[Records for the exercise Boundary: Start]

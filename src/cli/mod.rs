use std::process::ExitCode;

use anyhow::Result;

mod args;
pub mod commands;
mod exit_status;
mod report;
mod run;

pub use args::{Arguments, Command, CommonArgs};
pub use exit_status::ExitStatus;

pub fn run_cli(args: Arguments) -> Result<ExitCode> {
    let verbose = args.verbose();

    let Some(args) = args.with_command_or_help() else {
        return Ok(ExitStatus::Success.into());
    };

    let result = run::run(args)?;
    report::print(&result, verbose);

    Ok(result.exit_status().into())
}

[Records for the exercise Boundary: End]

§ **Task statement**: All of the entries are to be transcribed exactly.

§ **Solution**:
filename src/cli/mod.rs
use std::process::ExitCode;

use anyhow::Result;

mod args;
pub mod commands;
mod exit_status;
mod report;
mod run;

pub use args::{Arguments, Command, CommonArgs};
pub use exit_status::ExitStatus;

pub fn run_cli(args: Arguments) -> Result<ExitCode> {
    let verbose = args.verbose();

    let Some(args) = args.with_command_or_help() else {
        return Ok(ExitStatus::Success.into());
    };

    let result = run::run(args)?;
    report::print(&result, verbose);

    Ok(result.exit_status().into())
}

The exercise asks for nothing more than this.